→ **Work task**: The answer is a stretch of the material below, returned exactly: the line containing "match prepare_page(&browser, downloads.path()).await", the line containing "-> Result<chromiumoxide::Page, AdapterError>", and all lines between.

══ Records

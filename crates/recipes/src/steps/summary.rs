use action_flow::{FlowError, RunContext, Step};
use action_primitives::{Locator, Surface, TextMatch, WaitPolicy};
use async_trait::async_trait;
use tracing::debug;

use crate::helpers::{
    dismiss_cookie_banner, dismiss_stay_signed_in, follow_first, has_any, has_heading,
};
use crate::pages::{buttons, headings, selectors};

/// What the holder can do in the UK; also the first place their name shows.
pub struct Summary;

impl Summary {
    async fn capture_name(ctx: &mut RunContext) {
        if ctx.extracted.name().is_some() {
            return;
        }
        let cell = Locator::description_value("Name");
        if !has_any(ctx.surface(), &cell).await {
            return;
        }
        match ctx.surface().inner_text(&cell).await {
            Ok(name) => {
                if ctx.extracted.record_name(name) {
                    debug!(name = ?ctx.extracted.name(), "captured holder name");
                }
            }
            Err(err) => debug!(%err, "holder name unavailable"),
        }
    }
}

#[async_trait]
impl Step for Summary {
    fn id(&self) -> &'static str {
        "summary"
    }

    async fn detect(&self, surface: &dyn Surface, wait: &WaitPolicy) -> bool {
        has_heading(surface, wait, headings::SUMMARY).await
    }

    async fn execute(&self, ctx: &mut RunContext) -> Result<(), FlowError> {
        dismiss_stay_signed_in(ctx).await;
        dismiss_cookie_banner(ctx).await;
        Self::capture_name(ctx).await;

        debug!(action = "click", detail = "create-share-code");
        follow_first(
            ctx,
            &[
                Locator::link(TextMatch::contains(buttons::CREATE_SHARE_CODE)),
                Locator::css_with_text(selectors::GOVUK_LINK_BUTTON, buttons::CREATE_SHARE_CODE),
                Locator::css(selectors::CREATE_CODE_HREF),
            ],
        )
        .await
    }
}
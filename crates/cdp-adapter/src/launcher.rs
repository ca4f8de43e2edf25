use std::path::{Path, PathBuf};
use std::sync::Arc;

use action_primitives::{ActionError, Surface, SurfaceLauncher};
use async_trait::async_trait;
use chromiumoxide::browser::{Browser, BrowserConfig};
use chromiumoxide::cdp::browser_protocol::browser::{
    SetDownloadBehaviorBehavior, SetDownloadBehaviorParams,
};
use futures::StreamExt;
use tempfile::TempDir;
use tokio::task::JoinHandle;
use tracing::{debug, info, warn};

use crate::config::CdpConfig;
use crate::detect::detect_chrome_executable;
use crate::error::{AdapterError, AdapterErrorKind};
use crate::surface::ChromiumSurface;

const ARGS: &[&str] = &[
    "--disable-background-networking",
    "--disable-breakpad",
    "--disable-client-side-phishing-detection",
    "--disable-component-update",
    "--disable-default-apps",
    "--disable-dev-shm-usage",
    "--disable-extensions",
    "--disable-popup-blocking",
    "--disable-sync",
    "--no-first-run",
    "--no-default-browser-check",
    "--password-store=basic",
    "--use-mock-keychain",
];

/// Starts one browser per run.
#[derive(Clone, Debug, Default)]
pub struct ChromiumLauncher {
    cfg: CdpConfig,
}

impl ChromiumLauncher {
    pub fn new(cfg: CdpConfig) -> Self {
        Self { cfg }
    }

    pub fn config(&self) -> &CdpConfig {
        &self.cfg
    }

    fn executable(&self) -> Result<Option<PathBuf>, AdapterError> {
        match &self.cfg.executable {
            Some(path) if path.exists() => Ok(Some(path.clone())),
            Some(path) => Err(AdapterError::new(AdapterErrorKind::Launch).with_hint(format!(
                "chrome executable not found at {}",
                path.display()
            ))),
            None => Ok(detect_chrome_executable()),
        }
    }

    fn browser_config(&self, profile_dir: &Path) -> Result<BrowserConfig, AdapterError> {
        let mut builder = BrowserConfig::builder()
            .request_timeout(self.cfg.nav_timeout())
            .launch_timeout(self.cfg.launch_timeout())
            .user_data_dir(profile_dir);

        if !self.cfg.headless {
            builder = builder.with_head();
        }
        if self.cfg.no_sandbox {
            builder = builder.no_sandbox();
        }

        let mut args: Vec<&str> = ARGS.to_vec();
        if self.cfg.headless {
            args.push("--headless=new");
            args.push("--hide-scrollbars");
            args.push("--mute-audio");
        }
        builder = builder.args(args);

        if let Some(executable) = self.executable()? {
            builder = builder.chrome_executable(executable);
        }

        builder.build().map_err(|err| {
            AdapterError::new(AdapterErrorKind::Internal)
                .with_hint(format!("browser config error: {err}"))
        })
    }

    /// Persistent profile when configured, otherwise a fresh temporary one.
    fn profile(&self) -> Result<(PathBuf, Option<TempDir>), AdapterError> {
        match &self.cfg.user_data_dir {
            Some(dir) => {
                std::fs::create_dir_all(dir).map_err(|err| {
                    AdapterError::new(AdapterErrorKind::Launch)
                        .with_hint(format!("failed to ensure user-data-dir: {err}"))
                })?;
                Ok((dir.clone(), None))
            }
            None => {
                let dir = temp_dir("sharecode-profile-")?;
                Ok((dir.path().to_path_buf(), Some(dir)))
            }
        }
    }

    pub async fn launch_surface(&self) -> Result<ChromiumSurface, AdapterError> {
        let (profile_dir, profile_guard) = self.profile()?;
        let downloads = temp_dir("sharecode-downloads-")?;
        let config = self.browser_config(&profile_dir)?;

        let (mut browser, mut handler) = Browser::launch(config).await.map_err(|err| {
            AdapterError::new(AdapterErrorKind::Launch).with_hint(err.to_string())
        })?;
        let handler_task: JoinHandle<()> = tokio::spawn(async move {
            while let Some(event) = handler.next().await {
                if let Err(err) = event {
                    debug!(%err, "cdp handler event error");
                }
            }
        });

        match prepare_page(&browser, downloads.path()).await {
            Ok(page) => {
                info!(
                    profile = %profile_dir.display(),
                    persistent = profile_guard.is_none(),
                    headless = self.cfg.headless,
                    "browser launched"
                );
                Ok(ChromiumSurface::new(
                    browser,
                    handler_task,
                    page,
                    downloads,
                    profile_guard,
                    self.cfg.clone(),
                ))
            }
            Err(err) => {
                if let Err(close_err) = browser.close().await {
                    warn!(%close_err, "failed to close browser after setup error");
                }
                handler_task.abort();
                Err(err)
            }
        }
    }
}

async fn prepare_page(
    browser: &Browser,
    download_dir: &Path,
) -> Result<chromiumoxide::Page, AdapterError> {
    let page = browser.new_page("about:blank").await?;
    let params = SetDownloadBehaviorParams::builder()
        .behavior(SetDownloadBehaviorBehavior::Allow)
        .download_path(download_dir.to_string_lossy().to_string())
        .build()
        .map_err(|err| AdapterError::new(AdapterErrorKind::Internal).with_hint(err))?;
    browser.execute(params).await?;
    Ok(page)
}

fn temp_dir(prefix: &str) -> Result<TempDir, AdapterError> {
    tempfile::Builder::new().prefix(prefix).tempdir().map_err(|err| {
        AdapterError::new(AdapterErrorKind::Launch).with_hint(format!("temp dir: {err}"))
    })
}

#[async_trait]
impl SurfaceLauncher for ChromiumLauncher {
    async fn launch(&self) -> Result<Arc<dyn Surface>, ActionError> {
        let surface = self.launch_surface().await?;
        Ok(Arc::new(surface))
    }
}
use anyhow::Result;

#[tokio::main]
async fn main() -> Result<()> {
    sharecode_cli::cli::app::run().await
}
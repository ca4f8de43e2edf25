use action_flow::{FlowError, RunContext, Step};
use action_primitives::{ElementState, Locator, Surface, TextMatch, WaitPolicy};
use async_trait::async_trait;
use tracing::debug;

use crate::helpers::{click_continue, has_heading};
use crate::pages::{
    document_number_heading, document_number_label, document_type_label, headings,
};

/// Chooses which identity document signs the holder in.
pub struct DocumentType;

#[async_trait]
impl Step for DocumentType {
    fn id(&self) -> &'static str {
        "document-type"
    }

    async fn detect(&self, surface: &dyn Surface, wait: &WaitPolicy) -> bool {
        has_heading(surface, wait, headings::DOCUMENT_TYPE).await
    }

    async fn execute(&self, ctx: &mut RunContext) -> Result<(), FlowError> {
        let label = document_type_label(ctx.credentials.auth.kind());
        debug!(action = "check", detail = label);
        ctx.surface()
            .check(&Locator::radio(TextMatch::contains(label)))
            .await?;
        click_continue(ctx).await
    }
}

/// One of four number pages, depending on the document chosen earlier.
pub struct DocumentNumber;

#[async_trait]
impl Step for DocumentNumber {
    fn id(&self) -> &'static str {
        "document-number"
    }

    async fn detect(&self, surface: &dyn Surface, wait: &WaitPolicy) -> bool {
        for heading in headings::DOCUMENT_NUMBERS {
            if has_heading(surface, wait, heading).await {
                return true;
            }
        }
        false
    }

    async fn execute(&self, ctx: &mut RunContext) -> Result<(), FlowError> {
        let kind = ctx.credentials.auth.kind();
        let label = document_number_label(kind);

        ctx.wait
            .wait_for(
                ctx.surface(),
                &Locator::heading(document_number_heading(kind)),
                ElementState::Visible,
                ctx.wait.action_timeout(),
            )
            .await?;

        debug!(action = "fill", detail = label);
        ctx.surface()
            .fill(
                &Locator::label(TextMatch::contains(label)),
                ctx.credentials.auth.number(),
            )
            .await?;
        click_continue(ctx).await
    }
}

════

→ **Exercise response**:
        match prepare_page(&browser, downloads.path()).await {
            Ok(page) => {
                info!(
                    profile = %profile_dir.display(),
                    persistent = profile_guard.is_none(),
                    headless = self.cfg.headless,
                    "browser launched"
                );
                Ok(ChromiumSurface::new(
                    browser,
                    handler_task,
                    page,
                    downloads,
                    profile_guard,
                    self.cfg.clone(),
                ))
            }
            Err(err) => {
                if let Err(close_err) = browser.close().await {
                    warn!(%close_err, "failed to close browser after setup error");
                }
                handler_task.abort();
                Err(err)
            }
        }
    }
}

async fn prepare_page(
    browser: &Browser,
    download_dir: &Path,
) -> Result<chromiumoxide::Page, AdapterError> {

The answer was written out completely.